Material for this task:
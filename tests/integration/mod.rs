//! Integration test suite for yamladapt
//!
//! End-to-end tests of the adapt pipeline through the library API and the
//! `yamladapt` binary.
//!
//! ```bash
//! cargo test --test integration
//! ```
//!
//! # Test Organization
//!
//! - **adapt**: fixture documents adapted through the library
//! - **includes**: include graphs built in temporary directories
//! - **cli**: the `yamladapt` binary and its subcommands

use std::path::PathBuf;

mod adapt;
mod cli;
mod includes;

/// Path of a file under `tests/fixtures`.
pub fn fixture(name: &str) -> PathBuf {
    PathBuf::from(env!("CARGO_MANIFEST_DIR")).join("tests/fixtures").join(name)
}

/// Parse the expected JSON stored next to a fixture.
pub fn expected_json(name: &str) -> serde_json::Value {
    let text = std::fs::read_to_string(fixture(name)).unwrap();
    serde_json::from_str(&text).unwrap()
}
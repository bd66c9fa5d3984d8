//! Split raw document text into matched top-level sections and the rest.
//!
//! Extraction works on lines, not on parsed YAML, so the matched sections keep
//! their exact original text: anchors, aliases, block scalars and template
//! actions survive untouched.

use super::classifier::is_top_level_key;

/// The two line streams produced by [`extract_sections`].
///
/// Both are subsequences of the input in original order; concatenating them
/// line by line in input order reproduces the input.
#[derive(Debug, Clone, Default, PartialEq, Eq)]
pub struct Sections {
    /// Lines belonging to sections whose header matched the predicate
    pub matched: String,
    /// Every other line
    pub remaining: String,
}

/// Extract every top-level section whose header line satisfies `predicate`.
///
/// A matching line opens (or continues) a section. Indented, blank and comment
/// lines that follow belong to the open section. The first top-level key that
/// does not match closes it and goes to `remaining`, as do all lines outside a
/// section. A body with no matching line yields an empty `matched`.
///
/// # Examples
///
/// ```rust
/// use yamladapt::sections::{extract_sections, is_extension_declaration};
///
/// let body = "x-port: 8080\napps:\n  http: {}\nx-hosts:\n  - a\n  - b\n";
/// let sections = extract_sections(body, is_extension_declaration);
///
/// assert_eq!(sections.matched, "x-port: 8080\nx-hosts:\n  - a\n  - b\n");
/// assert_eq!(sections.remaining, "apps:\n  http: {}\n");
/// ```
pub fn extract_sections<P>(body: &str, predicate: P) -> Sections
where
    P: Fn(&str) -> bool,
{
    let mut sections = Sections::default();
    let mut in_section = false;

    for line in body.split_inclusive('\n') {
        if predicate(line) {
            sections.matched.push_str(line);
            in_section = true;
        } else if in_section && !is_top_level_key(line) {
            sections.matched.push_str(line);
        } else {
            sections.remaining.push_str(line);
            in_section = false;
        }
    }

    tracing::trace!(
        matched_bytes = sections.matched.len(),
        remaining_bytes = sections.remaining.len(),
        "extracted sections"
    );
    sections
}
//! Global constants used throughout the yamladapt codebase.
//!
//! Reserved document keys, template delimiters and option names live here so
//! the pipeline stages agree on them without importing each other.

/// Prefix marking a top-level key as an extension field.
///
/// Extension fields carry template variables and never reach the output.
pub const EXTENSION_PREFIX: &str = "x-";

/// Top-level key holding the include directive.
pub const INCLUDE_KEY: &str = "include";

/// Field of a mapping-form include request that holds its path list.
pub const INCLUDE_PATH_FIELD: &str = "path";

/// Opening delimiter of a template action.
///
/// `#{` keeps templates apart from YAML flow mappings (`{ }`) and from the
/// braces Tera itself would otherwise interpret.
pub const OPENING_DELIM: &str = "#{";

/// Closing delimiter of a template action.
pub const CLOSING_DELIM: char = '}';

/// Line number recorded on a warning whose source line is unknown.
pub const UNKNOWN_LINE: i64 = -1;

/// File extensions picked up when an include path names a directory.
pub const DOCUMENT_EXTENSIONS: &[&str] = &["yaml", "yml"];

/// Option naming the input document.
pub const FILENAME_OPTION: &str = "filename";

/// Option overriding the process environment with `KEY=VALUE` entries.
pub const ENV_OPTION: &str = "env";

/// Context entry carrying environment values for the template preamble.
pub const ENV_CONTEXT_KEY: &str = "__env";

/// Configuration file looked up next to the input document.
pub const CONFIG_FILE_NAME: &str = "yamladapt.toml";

Problem description: Within the data above, the span starting at the line containing "Closing delimiter of a template action." and ending at the line containing "pub const FILENAME_OPTION: &str" is to be retyped exactly, with no other lines.

Answer:
/// Closing delimiter of a template action.
pub const CLOSING_DELIM: char = '}';

/// Line number recorded on a warning whose source line is unknown.
pub const UNKNOWN_LINE: i64 = -1;

/// File extensions picked up when an include path names a directory.
pub const DOCUMENT_EXTENSIONS: &[&str] = &["yaml", "yml"];

/// Option naming the input document.
pub const FILENAME_OPTION: &str = "filename";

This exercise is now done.